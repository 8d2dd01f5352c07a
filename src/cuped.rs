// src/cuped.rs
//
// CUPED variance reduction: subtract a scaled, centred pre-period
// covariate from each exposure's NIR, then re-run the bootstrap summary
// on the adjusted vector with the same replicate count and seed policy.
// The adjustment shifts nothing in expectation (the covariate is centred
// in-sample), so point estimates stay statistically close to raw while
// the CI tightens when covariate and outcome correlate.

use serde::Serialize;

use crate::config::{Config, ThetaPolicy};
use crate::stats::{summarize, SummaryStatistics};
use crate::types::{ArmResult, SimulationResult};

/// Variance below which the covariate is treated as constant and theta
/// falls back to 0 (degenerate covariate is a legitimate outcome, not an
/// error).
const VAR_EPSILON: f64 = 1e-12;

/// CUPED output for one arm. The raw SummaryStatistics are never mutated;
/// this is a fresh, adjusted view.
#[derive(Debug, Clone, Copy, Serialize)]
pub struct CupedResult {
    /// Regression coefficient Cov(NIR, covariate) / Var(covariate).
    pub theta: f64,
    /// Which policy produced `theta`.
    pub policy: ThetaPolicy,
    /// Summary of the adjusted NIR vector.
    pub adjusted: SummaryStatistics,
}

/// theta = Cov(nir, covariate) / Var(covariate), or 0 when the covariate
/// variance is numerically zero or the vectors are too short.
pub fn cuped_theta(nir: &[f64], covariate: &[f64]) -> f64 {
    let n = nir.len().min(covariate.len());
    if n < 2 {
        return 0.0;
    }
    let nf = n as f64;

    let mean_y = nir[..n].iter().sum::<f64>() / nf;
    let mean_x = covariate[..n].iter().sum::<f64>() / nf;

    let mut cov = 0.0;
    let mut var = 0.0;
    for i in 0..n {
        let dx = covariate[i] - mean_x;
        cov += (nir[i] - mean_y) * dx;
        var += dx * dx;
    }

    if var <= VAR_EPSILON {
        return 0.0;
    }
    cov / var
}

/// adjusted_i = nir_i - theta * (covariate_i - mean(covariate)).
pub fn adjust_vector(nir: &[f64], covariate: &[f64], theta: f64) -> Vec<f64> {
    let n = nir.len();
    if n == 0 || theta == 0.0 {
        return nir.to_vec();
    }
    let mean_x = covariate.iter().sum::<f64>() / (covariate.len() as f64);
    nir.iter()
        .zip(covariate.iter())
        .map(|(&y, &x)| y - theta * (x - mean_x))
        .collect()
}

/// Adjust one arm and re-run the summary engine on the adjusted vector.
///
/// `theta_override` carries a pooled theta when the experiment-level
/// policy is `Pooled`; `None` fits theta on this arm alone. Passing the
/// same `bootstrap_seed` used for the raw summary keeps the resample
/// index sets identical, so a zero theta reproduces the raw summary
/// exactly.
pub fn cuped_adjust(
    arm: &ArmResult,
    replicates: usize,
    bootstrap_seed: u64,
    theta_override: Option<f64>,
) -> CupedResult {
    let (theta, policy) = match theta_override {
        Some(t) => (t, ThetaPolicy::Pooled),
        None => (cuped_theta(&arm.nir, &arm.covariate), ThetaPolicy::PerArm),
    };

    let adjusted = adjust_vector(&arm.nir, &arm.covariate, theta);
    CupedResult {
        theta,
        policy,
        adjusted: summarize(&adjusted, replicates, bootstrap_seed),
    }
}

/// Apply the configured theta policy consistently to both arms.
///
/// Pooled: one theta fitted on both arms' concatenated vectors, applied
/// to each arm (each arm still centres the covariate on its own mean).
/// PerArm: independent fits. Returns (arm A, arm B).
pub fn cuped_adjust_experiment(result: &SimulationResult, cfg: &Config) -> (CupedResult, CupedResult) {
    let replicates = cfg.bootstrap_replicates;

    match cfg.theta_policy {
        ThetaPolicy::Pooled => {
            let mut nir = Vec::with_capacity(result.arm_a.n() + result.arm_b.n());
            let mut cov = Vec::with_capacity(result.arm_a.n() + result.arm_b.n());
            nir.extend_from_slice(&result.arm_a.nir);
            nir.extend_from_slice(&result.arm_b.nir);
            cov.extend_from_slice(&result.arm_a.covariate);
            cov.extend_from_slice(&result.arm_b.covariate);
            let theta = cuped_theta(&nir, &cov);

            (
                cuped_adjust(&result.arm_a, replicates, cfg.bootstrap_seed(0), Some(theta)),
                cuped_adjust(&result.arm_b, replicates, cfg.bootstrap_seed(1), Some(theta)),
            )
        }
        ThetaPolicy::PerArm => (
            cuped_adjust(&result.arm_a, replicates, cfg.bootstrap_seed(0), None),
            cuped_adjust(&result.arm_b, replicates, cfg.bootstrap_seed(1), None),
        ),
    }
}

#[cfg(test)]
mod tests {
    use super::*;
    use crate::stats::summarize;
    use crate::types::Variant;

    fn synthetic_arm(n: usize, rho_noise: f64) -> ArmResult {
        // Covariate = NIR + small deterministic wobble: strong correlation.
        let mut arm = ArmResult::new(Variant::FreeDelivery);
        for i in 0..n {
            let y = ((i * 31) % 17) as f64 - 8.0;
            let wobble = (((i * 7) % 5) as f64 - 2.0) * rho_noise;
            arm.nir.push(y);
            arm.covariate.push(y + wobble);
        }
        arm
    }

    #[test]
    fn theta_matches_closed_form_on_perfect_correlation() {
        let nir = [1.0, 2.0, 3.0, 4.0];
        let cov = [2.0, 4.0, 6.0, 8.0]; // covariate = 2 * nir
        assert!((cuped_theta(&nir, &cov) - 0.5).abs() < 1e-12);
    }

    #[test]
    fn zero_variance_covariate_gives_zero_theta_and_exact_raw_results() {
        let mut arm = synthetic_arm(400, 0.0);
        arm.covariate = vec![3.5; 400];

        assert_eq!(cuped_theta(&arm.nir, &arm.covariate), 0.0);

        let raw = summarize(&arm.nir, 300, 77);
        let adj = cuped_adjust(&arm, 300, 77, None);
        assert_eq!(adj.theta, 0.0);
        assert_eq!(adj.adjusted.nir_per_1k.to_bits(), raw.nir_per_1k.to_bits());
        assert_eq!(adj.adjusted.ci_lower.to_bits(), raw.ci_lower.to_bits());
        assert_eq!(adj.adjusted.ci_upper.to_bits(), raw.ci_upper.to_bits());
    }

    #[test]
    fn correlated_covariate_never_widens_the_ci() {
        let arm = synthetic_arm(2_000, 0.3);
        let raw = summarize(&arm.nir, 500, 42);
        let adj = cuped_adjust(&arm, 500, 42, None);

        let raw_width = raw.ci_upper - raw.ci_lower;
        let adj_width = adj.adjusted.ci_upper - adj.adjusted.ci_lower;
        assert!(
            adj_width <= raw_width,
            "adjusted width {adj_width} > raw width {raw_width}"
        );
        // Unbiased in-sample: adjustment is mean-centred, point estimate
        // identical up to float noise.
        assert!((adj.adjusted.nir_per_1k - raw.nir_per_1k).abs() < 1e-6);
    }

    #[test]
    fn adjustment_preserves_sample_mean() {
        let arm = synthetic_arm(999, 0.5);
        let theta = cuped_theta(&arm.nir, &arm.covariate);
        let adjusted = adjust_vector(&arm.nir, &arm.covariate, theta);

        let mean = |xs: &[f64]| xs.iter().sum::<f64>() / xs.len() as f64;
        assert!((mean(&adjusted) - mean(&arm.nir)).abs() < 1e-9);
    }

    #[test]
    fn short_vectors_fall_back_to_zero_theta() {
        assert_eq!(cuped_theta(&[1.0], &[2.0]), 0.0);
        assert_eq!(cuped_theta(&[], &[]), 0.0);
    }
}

...

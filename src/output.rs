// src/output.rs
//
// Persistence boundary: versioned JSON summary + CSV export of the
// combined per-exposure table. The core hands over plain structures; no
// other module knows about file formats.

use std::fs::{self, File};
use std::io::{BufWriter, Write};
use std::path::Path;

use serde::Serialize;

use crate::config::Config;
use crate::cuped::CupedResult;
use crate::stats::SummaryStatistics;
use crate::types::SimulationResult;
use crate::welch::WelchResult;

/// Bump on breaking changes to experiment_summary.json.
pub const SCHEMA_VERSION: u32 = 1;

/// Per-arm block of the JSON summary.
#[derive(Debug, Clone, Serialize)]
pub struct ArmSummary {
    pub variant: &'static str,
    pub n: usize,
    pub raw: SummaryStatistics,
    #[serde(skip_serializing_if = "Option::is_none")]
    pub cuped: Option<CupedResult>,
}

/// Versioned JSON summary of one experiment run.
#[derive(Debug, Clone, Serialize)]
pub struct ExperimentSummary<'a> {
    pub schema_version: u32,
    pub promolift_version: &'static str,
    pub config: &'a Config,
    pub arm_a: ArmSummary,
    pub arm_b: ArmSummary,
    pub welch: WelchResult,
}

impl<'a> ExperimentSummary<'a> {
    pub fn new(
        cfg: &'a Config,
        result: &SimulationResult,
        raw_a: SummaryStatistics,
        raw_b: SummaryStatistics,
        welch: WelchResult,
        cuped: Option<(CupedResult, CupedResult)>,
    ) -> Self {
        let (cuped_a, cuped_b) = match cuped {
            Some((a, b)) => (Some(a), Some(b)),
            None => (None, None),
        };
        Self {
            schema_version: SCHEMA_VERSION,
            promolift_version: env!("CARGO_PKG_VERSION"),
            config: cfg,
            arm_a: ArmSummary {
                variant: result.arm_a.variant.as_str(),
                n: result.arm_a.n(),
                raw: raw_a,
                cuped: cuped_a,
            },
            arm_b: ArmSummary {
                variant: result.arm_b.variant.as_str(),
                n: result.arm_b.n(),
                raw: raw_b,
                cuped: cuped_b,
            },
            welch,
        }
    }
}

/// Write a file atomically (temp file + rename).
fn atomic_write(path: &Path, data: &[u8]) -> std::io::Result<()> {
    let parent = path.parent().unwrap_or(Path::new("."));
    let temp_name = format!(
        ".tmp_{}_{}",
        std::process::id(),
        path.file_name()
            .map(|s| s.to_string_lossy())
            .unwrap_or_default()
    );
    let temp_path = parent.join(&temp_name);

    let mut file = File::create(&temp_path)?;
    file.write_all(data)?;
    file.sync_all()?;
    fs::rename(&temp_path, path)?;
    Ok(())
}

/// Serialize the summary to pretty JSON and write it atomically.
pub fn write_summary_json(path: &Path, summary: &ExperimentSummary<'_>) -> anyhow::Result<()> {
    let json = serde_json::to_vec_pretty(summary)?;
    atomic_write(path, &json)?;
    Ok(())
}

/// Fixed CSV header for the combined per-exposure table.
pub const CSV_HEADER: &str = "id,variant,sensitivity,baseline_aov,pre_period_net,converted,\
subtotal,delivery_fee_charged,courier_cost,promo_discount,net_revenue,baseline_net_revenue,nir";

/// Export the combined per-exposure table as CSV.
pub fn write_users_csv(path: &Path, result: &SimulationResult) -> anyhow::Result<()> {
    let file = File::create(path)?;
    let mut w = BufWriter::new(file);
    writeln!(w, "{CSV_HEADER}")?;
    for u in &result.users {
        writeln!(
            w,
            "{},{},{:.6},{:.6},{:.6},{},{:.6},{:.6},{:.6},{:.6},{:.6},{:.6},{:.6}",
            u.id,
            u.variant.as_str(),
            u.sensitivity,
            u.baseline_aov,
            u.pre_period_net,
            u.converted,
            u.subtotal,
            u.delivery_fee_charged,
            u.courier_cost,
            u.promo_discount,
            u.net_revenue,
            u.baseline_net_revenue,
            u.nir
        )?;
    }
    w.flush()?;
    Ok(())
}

WORK ITEM: Report how many lines in the material above include "table", and give no other words.

SOLUTION FOR THIS TASK: 3